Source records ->
──────────────────────────────

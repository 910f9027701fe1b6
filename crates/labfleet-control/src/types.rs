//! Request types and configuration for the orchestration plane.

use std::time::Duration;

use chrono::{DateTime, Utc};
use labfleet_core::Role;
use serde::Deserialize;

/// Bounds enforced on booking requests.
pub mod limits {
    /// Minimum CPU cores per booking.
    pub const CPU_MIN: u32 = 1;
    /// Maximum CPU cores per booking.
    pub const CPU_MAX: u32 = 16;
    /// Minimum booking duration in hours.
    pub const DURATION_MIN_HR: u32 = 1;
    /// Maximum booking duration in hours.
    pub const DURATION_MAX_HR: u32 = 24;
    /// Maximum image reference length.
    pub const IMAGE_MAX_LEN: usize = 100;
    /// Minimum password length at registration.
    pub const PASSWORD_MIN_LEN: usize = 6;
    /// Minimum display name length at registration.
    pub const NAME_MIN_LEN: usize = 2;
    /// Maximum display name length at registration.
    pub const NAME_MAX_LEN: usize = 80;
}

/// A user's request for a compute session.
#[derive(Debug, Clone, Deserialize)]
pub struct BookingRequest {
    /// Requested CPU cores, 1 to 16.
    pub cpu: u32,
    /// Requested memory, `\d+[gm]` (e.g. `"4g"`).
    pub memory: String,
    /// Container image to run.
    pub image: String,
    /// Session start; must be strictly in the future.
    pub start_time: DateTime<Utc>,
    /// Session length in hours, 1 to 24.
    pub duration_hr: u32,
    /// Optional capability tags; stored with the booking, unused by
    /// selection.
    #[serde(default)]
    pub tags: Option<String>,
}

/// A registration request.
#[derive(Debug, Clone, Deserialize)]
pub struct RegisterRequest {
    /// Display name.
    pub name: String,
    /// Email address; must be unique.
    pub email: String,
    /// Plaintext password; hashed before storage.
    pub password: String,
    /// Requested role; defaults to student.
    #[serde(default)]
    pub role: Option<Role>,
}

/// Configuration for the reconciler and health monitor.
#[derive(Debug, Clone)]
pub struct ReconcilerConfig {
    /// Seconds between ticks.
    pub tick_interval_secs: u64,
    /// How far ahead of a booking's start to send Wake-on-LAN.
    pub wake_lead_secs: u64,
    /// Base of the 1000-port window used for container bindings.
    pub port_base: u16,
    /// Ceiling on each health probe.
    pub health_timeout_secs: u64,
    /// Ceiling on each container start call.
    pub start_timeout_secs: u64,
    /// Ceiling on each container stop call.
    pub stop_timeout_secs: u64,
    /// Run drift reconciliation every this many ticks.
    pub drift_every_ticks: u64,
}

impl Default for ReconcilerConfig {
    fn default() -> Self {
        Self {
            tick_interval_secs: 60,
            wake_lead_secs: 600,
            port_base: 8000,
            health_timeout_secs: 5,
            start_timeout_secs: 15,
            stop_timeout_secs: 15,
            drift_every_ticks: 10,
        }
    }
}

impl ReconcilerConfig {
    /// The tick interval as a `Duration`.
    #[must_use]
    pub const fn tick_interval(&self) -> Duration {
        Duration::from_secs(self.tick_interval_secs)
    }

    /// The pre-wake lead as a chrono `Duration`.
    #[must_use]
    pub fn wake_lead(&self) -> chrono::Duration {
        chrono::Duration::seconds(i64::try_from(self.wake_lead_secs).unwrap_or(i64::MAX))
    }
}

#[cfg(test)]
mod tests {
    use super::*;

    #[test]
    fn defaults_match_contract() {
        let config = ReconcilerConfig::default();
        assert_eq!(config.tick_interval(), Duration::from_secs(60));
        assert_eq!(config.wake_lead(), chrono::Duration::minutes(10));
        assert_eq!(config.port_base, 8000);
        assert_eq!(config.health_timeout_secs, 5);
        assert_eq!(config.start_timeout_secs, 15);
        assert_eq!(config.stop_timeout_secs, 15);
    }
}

──────────────────────────────

WHAT YOU SHOULD DO -> Output every line above without altering anything.

RESPONSE ->
repository 910f9027701fe1b6
filename crates/labfleet-control/src/types.rs
//! Request types and configuration for the orchestration plane.

use std::time::Duration;

use chrono::{DateTime, Utc};
use labfleet_core::Role;
use serde::Deserialize;

/// Bounds enforced on booking requests.
pub mod limits {
    /// Minimum CPU cores per booking.
    pub const CPU_MIN: u32 = 1;
    /// Maximum CPU cores per booking.
    pub const CPU_MAX: u32 = 16;
    /// Minimum booking duration in hours.
    pub const DURATION_MIN_HR: u32 = 1;
    /// Maximum booking duration in hours.
    pub const DURATION_MAX_HR: u32 = 24;
    /// Maximum image reference length.
    pub const IMAGE_MAX_LEN: usize = 100;
    /// Minimum password length at registration.
    pub const PASSWORD_MIN_LEN: usize = 6;
    /// Minimum display name length at registration.
    pub const NAME_MIN_LEN: usize = 2;
    /// Maximum display name length at registration.
    pub const NAME_MAX_LEN: usize = 80;
}

/// A user's request for a compute session.
#[derive(Debug, Clone, Deserialize)]
pub struct BookingRequest {
    /// Requested CPU cores, 1 to 16.
    pub cpu: u32,
    /// Requested memory, `\d+[gm]` (e.g. `"4g"`).
    pub memory: String,
    /// Container image to run.
    pub image: String,
    /// Session start; must be strictly in the future.
    pub start_time: DateTime<Utc>,
    /// Session length in hours, 1 to 24.
    pub duration_hr: u32,
    /// Optional capability tags; stored with the booking, unused by
    /// selection.
    #[serde(default)]
    pub tags: Option<String>,
}

/// A registration request.
#[derive(Debug, Clone, Deserialize)]
pub struct RegisterRequest {
    /// Display name.
    pub name: String,
    /// Email address; must be unique.
    pub email: String,
    /// Plaintext password; hashed before storage.
    pub password: String,
    /// Requested role; defaults to student.
    #[serde(default)]
    pub role: Option<Role>,
}

/// Configuration for the reconciler and health monitor.
#[derive(Debug, Clone)]
pub struct ReconcilerConfig {
    /// Seconds between ticks.
    pub tick_interval_secs: u64,
    /// How far ahead of a booking's start to send Wake-on-LAN.
    pub wake_lead_secs: u64,
    /// Base of the 1000-port window used for container bindings.
    pub port_base: u16,
    /// Ceiling on each health probe.
    pub health_timeout_secs: u64,
    /// Ceiling on each container start call.
    pub start_timeout_secs: u64,
    /// Ceiling on each container stop call.
    pub stop_timeout_secs: u64,
    /// Run drift reconciliation every this many ticks.
    pub drift_every_ticks: u64,
}

impl Default for ReconcilerConfig {
    fn default() -> Self {
        Self {
            tick_interval_secs: 60,
            wake_lead_secs: 600,
            port_base: 8000,
            health_timeout_secs: 5,
            start_timeout_secs: 15,
            stop_timeout_secs: 15,
            drift_every_ticks: 10,
        }
    }
}

impl ReconcilerConfig {
    /// The tick interval as a `Duration`.
    #[must_use]
    pub const fn tick_interval(&self) -> Duration {
        Duration::from_secs(self.tick_interval_secs)
    }

    /// The pre-wake lead as a chrono `Duration`.
    #[must_use]
    pub fn wake_lead(&self) -> chrono::Duration {
        chrono::Duration::seconds(i64::try_from(self.wake_lead_secs).unwrap_or(i64::MAX))
    }
}

#[cfg(test)]
mod tests {
    use super::*;

    #[test]
    fn defaults_match_contract() {
        let config = ReconcilerConfig::default();
        assert_eq!(config.tick_interval(), Duration::from_secs(60));
        assert_eq!(config.wake_lead(), chrono::Duration::minutes(10));
        assert_eq!(config.port_base, 8000);
        assert_eq!(config.health_timeout_secs, 5);
        assert_eq!(config.start_timeout_secs, 15);
        assert_eq!(config.stop_timeout_secs, 15);
    }
}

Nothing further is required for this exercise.